• [Data records]
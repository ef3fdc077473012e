//! Memory segments.
//!
//! The machine has two independent flat byte segments of 64 KiB each: one
//! holding code (and inline immediates), one holding data (and the stack).
//! Multi-byte values are stored big-endian: high byte at the lower address.

use log::trace;
use thiserror::Error;

/// The size of each segment in bytes.
pub const SEGMENT_SIZE: usize = 64 * 1024;

/// A 64 KiB byte-addressable segment.
#[derive(Clone, PartialEq, Eq)]
pub struct Memory {
    bytes: Box<[u8]>,
}

impl Memory {
    /// Create a new zero-filled segment.
    pub fn new() -> Self {
        Self {
            bytes: vec![0u8; SEGMENT_SIZE].into_boxed_slice(),
        }
    }

    /// Create a segment holding `image` at address 0, zero-padded to the full size.
    pub fn from_image(image: &[u8]) -> Result<Self, MemoryError> {
        if image.len() > SEGMENT_SIZE {
            return Err(MemoryError::ImageTooLarge {
                size: image.len(),
                available: SEGMENT_SIZE,
            });
        }

        let mut mem = Self::new();
        mem.bytes[..image.len()].copy_from_slice(image);
        Ok(mem)
    }

    /// Read a byte. Every 16-bit address is in range.
    #[inline]
    pub fn read_byte(&self, addr: u16) -> u8 {
        self.bytes[addr as usize]
    }

    /// Write a byte.
    #[inline]
    pub fn write_byte(&mut self, addr: u16, val: u8) {
        trace!("Mem: writing {val:#04x} to {addr:#06x} (byte)");
        self.bytes[addr as usize] = val;
    }

    /// Read a big-endian word at `addr` and `addr + 1`.
    pub fn read_word(&self, addr: u16) -> Result<u16, MemoryError> {
        let hi = addr as usize;
        let lo = hi + 1;
        if lo >= SEGMENT_SIZE {
            return Err(MemoryError::OutOfBounds(addr));
        }
        Ok(u16::from_be_bytes([self.bytes[hi], self.bytes[lo]]))
    }

    /// Write a big-endian word at `addr` and `addr + 1`.
    pub fn write_word(&mut self, addr: u16, val: u16) -> Result<(), MemoryError> {
        let hi = addr as usize;
        if hi + 1 >= SEGMENT_SIZE {
            return Err(MemoryError::OutOfBounds(addr));
        }
        trace!("Mem: writing {val:#06x} to {addr:#06x} (word)");
        self.bytes[hi..hi + 2].copy_from_slice(&val.to_be_bytes());
        Ok(())
    }

    /// The NUL-terminated byte string starting at `addr`, without the terminator.
    pub fn read_cstr(&self, addr: u16) -> Result<&[u8], MemoryError> {
        let tail = &self.bytes[addr as usize..];
        let len = tail
            .iter()
            .position(|&b| b == 0)
            .ok_or(MemoryError::OutOfBounds(addr))?;
        Ok(&tail[..len])
    }

    /// Zero the whole segment.
    pub fn clear(&mut self) {
        self.bytes.fill(0);
    }

    /// The raw segment contents.
    pub fn as_bytes(&self) -> &[u8] {
        &self.bytes
    }
}

impl Default for Memory {
    fn default() -> Self {
        Self::new()
    }
}

impl std::fmt::Debug for Memory {
    fn fmt(&self, f: &mut std::fmt::Formatter<'_>) -> std::fmt::Result {
        // Only count non-zero bytes
        let non_zero = self.bytes.iter().filter(|&&b| b != 0).count();

        f.debug_struct("Memory")
            .field("non_zero_bytes", &non_zero)
            .field("total_bytes", &SEGMENT_SIZE)
            .finish()
    }
}

/// Errors that can occur during memory operations.
#[derive(Debug, Clone, PartialEq, Eq, Error)]
pub enum MemoryError {
    /// A multi-byte access ran past the end of the segment.
    #[error("access at {0:#06x} runs past the end of the segment")]
    OutOfBounds(u16),

    /// An image does not fit in a segment.
    #[error("image size {size} exceeds segment size {available}")]
    ImageTooLarge { size: usize, available: usize },
}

• [Exercise instructions] Across the listing above, in how many lines does the string "Clone" occur? Give the number only.

• [The completed task] 2